Engineering Contradictions & Design Principles
Engineering Contradiction Analysis
1Loss of information
If standard image processing techniques are used on pixel values from imaging cameras, then the processing is simple and fast, but the visual information remains dominated by irrelevant idiosyncratic information that does not help visually-impaired users perform tasks
Solution Approach 1:
The patent extracts task-relevant information from the visual scene by identifying and isolating specific features such as edges, corners, and salient objects. This extraction process removes irrelevant idiosyncratic pixel information while retaining only the essential visual cues needed for tasks like navigation and object recognition, thereby resolving the contradiction between information quality and processing complexity.
Solution Approach 2:
The system transforms the representation of visual information from raw pixel intensities to abstracted feature descriptors.

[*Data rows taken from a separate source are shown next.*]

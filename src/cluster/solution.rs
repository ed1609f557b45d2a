//! Solver output and per-restart diagnostics.

use ndarray::Array2;

/// A clustering produced by one restart (or the best of several).
#[derive(Debug, Clone, PartialEq)]
pub struct Solution {
    /// Medoid object index per cluster; distinct.
    pub medoids: Vec<usize>,
    /// `n × k` indicator matrix; `assignment[[i, c]] == 1` iff object `i`
    /// belongs to cluster `c`.
    pub assignment: Array2<u8>,
    /// Sum of distances over all assigned (object, cluster) pairs.
    pub total_deviation: f64,
}

impl Solution {
    /// Number of objects.
    pub fn n_items(&self) -> usize {
        self.assignment.nrows()
    }

    /// Number of clusters.
    pub fn n_clusters(&self) -> usize {
        self.assignment.ncols()
    }

    /// Total number of (object, cluster) assignments.
    pub fn n_assignments(&self) -> usize {
        self.assignment.iter().map(|&a| a as usize).sum()
    }

    /// Objects assigned to no cluster.
    pub fn outliers(&self) -> Vec<usize> {
        self.rows_where(|count| count == 0)
    }

    /// Objects assigned to more than one cluster.
    pub fn overlapping(&self) -> Vec<usize> {
        self.rows_where(|count| count > 1)
    }

    /// Members of cluster `c`, in object order.
    pub fn members(&self, c: usize) -> Vec<usize> {
        self.assignment
            .column(c)
            .iter()
            .enumerate()
            .filter(|&(_, &a)| a != 0)
            .map(|(i, _)| i)
            .collect()
    }

    fn rows_where(&self, pred: impl Fn(usize) -> bool) -> Vec<usize> {
        self.assignment
            .rows()
            .into_iter()
            .enumerate()
            .filter(|(_, row)| pred(row.iter().filter(|&&a| a != 0).count()))
            .map(|(i, _)| i)
            .collect()
    }
}

/// What one restart ended with.
#[derive(Debug, Clone, Copy, PartialEq)]
pub struct RestartSummary {
    /// Final total deviation of the restart.
    pub total_deviation: f64,
    /// Refinement iterations performed.
    pub iterations: usize,
    /// Whether the improvement fell within tolerance before `iter_max`.
    pub converged: bool,
}
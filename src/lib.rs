//! # neokmedoids
//!
//! Neo-k-medoids clustering over a precomputed distance matrix: k-medoids
//! with controlled **overlap** (objects in several clusters) and controlled
//! **outlier exclusion** (objects in no cluster).
//!
//! Restarts run sequentially by default; enable the `parallel` feature to
//! spread them over rayon's thread pool (results are identical).

pub mod cluster;
/// Error types used across `neokmedoids`.
pub mod error;
pub mod matrix;
pub mod metrics;


pub use cluster::{NeoKMedoids, RestartSummary, Solution};
pub use error::{Error, Result};
pub use metrics::{f1, purity, silhouette};
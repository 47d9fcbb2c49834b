//! The per-project attribute store: a typed key-value bag (bool/string/
//! number/array) populated from a project's declarative metadata.

use serde::{Deserialize, Serialize};

/// A single attribute value. Mirrors the `value` block of a project
/// manifest: every leaf is a bool, string, number, or an array of the same.
#[derive(Debug, Clone, PartialEq, Serialize, Deserialize)]
#[serde(untagged)]
pub enum Attribute {
    Bool(bool),
    Str(String),
    Num(f64),
    Array(Vec<Attribute>),
}

impl Attribute {
    pub fn as_bool(&self) -> Option<bool> {
        match self {
            Self::Bool(b) => Some(*b),
            _ => None,
        }
    }

    pub fn as_str(&self) -> Option<&str> {
        match self {
            Self::Str(s) => Some(s),
            _ => None,
        }
    }

    pub fn as_num(&self) -> Option<f64> {
        match self {
            Self::Num(n) => Some(*n),
            _ => None,
        }
    }

    pub fn as_array(&self) -> Option<&[Attribute]> {
        match self {
            Self::Array(a) => Some(a),
            _ => None,
        }
    }

    /// Render an array of strings, skipping non-string entries.
    pub fn as_string_array(&self) -> Vec<String> {
        match self {
            Self::Array(items) => items.iter().filter_map(|i| i.as_str()).map(str::to_owned).collect(),
            Self::Str(s) => vec![s.clone()],
            _ => Vec::new(),
        }
    }
}

/// Names recognized by the driver framework itself (as opposed to
/// driver-specific attributes, which are opaque to the core and simply
/// passed through).
pub mod known {
    pub const CFLAGS: &str = "cflags";
    pub const CXXFLAGS: &str = "cxxflags";
    pub const LDFLAGS: &str = "ldflags";
    pub const INCLUDE: &str = "include";
    pub const LIB: &str = "lib";
    pub const LIBPATH: &str = "libpath";
    pub const STATIC_LIB: &[&str] = &["static_lib", "static-lib"];
    pub const STATIC_ARTEFACT: &[&str] = &["static_artefact", "static"];
    pub const EXPORT_SYMBOLS: &[&str] = &["export_symbols", "export-symbols"];
    pub const DYLIB: &str = "dylib";
    pub const C_STANDARD: &str = "c-standard";
    pub const CPP_STANDARD: &str = "cpp-standard";
}

/// A linear, name-indexed bag of [`Attribute`]s.
///
/// Lookup is linear by name, matching the documented invariant; a
/// `HashMap` would happen to behave the same for well-formed manifests but
/// the linear scan is what the "set never produces duplicates" guarantee is
/// specified against, so this stays a `Vec`.
#[derive(Debug, Clone, Default, Serialize, Deserialize)]
pub struct AttributeStore(Vec<(String, Attribute)>);

impl AttributeStore {
    pub fn new() -> Self {
        Self::default()
    }

    pub fn get(&self, name: &str) -> Option<&Attribute> {
        self.0.iter().find(|(n, _)| n == name).map(|(_, v)| v)
    }

    /// Look up any of several accepted spellings for the same logical
    /// attribute (e.g. `static_lib` / `static-lib`).
    pub fn get_any(&self, names: &[&str]) -> Option<&Attribute> {
        names.iter().find_map(|n| self.get(n))
    }

    /// Set an attribute, overwriting any existing value with the same name.
    pub fn set(&mut self, name: impl Into<String>, value: Attribute) {
        let name = name.into();
        if let Some(slot) = self.0.iter_mut().find(|(n, _)| *n == name) {
            slot.1 = value;
        } else {
            self.0.push((name, value));
        }
    }

    pub fn iter(&self) -> impl Iterator<Item = (&str, &Attribute)> {
        self.0.iter().map(|(n, v)| (n.as_str(), v))
    }

    pub fn len(&self) -> usize {
        self.0.len()
    }

    pub fn is_empty(&self) -> bool {
        self.0.is_empty()
    }
}

#[cfg(test)]
mod tests {
    use super::*;

    #[test]
    fn set_overwrites_without_duplicating() {
        let mut store = AttributeStore::new();
        store.set("cflags", Attribute::Array(vec![Attribute::Str("-O2".into())]));
        store.set("cflags", Attribute::Array(vec![Attribute::Str("-O3".into())]));
        assert_eq!(store.len(), 1);
        assert_eq!(store.get("cflags").unwrap().as_string_array(), vec!["-O3".to_string()]);
    }

    #[test]
    fn unknown_attribute_is_absent_not_error() {
        let store = AttributeStore::new();
        assert!(store.get("nonexistent").is_none());
    }

    #[test]
    fn get_any_accepts_alternate_spellings() {
        let mut store = AttributeStore::new();
        store.set("static-lib", Attribute::Array(vec![Attribute::Str("foo".into())]));
        assert!(store.get_any(known::STATIC_LIB).is_some());
    }
}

By changing the parameters from pixel-level data to higher-level semantic features, the system eliminates irrelevant information while maintaining task-relevant content, achieving both information quality improvement and manageable complexity through the use of specialized processing algorithms.
2Measurement precision
If raw or filtered pixel camera video is relayed to the user, then the system is simple to operate, but the low bandwidth and pixel resolution make the information unintelligible and useless for everyday tasks
Solution Approach 1:
The patent segments the visual scene into meaningful components such as foreground objects, background elements, and spatial relationships. By dividing the complex visual information into discrete, task-relevant segments, the system enhances information quality for low-resolution displays while keeping processing complexity manageable through modular analysis of different scene elements.
Solution Approach 2:
The system transitions from two-dimensional pixel representations to a multi-dimensional feature space that includes spatial, semantic, and contextual dimensions. This dimensional transformation allows the system to convey richer visual information quality despite the constraints of low bandwidth and resolution, while the structured approach to dimensionality management keeps processing complexity controlled.
3Loss of information
If advanced computational techniques are used to extract high-level abstracted information in real-time, then task-relevant information quality is improved, but the processing complexity and computational requirements increase
Solution Approach 1:
The patent applies preliminary processing steps such as edge detection, feature extraction, and scene segmentation before final image generation. By performing these computational tasks in advance and caching intermediate results, the system achieves high-quality task-relevant information extraction while reducing the real-time computational burden, thus resolving the contradiction between information quality and processing complexity.
Data Source
AI summary
A method of providing artificial vision to a visually-impaired user implanted with a visual prosthesis. The method includes configuring, in response to selection information received from the user, a smart prosthesis to perform at least one function of a plurality of functions in order to facilitate performance of a visual task. The method further includes extracting, from an input image signal generated in response to optical input representative of a scene, item information relating to at least one item within the scene relevant to the visual task. The smart prosthesis then generates image data corresponding to an abstract representation of the scene wherein the abstract representation includes a representation of the at least one item. Pixel information based upon the image data is then provided to the visual prosthesis.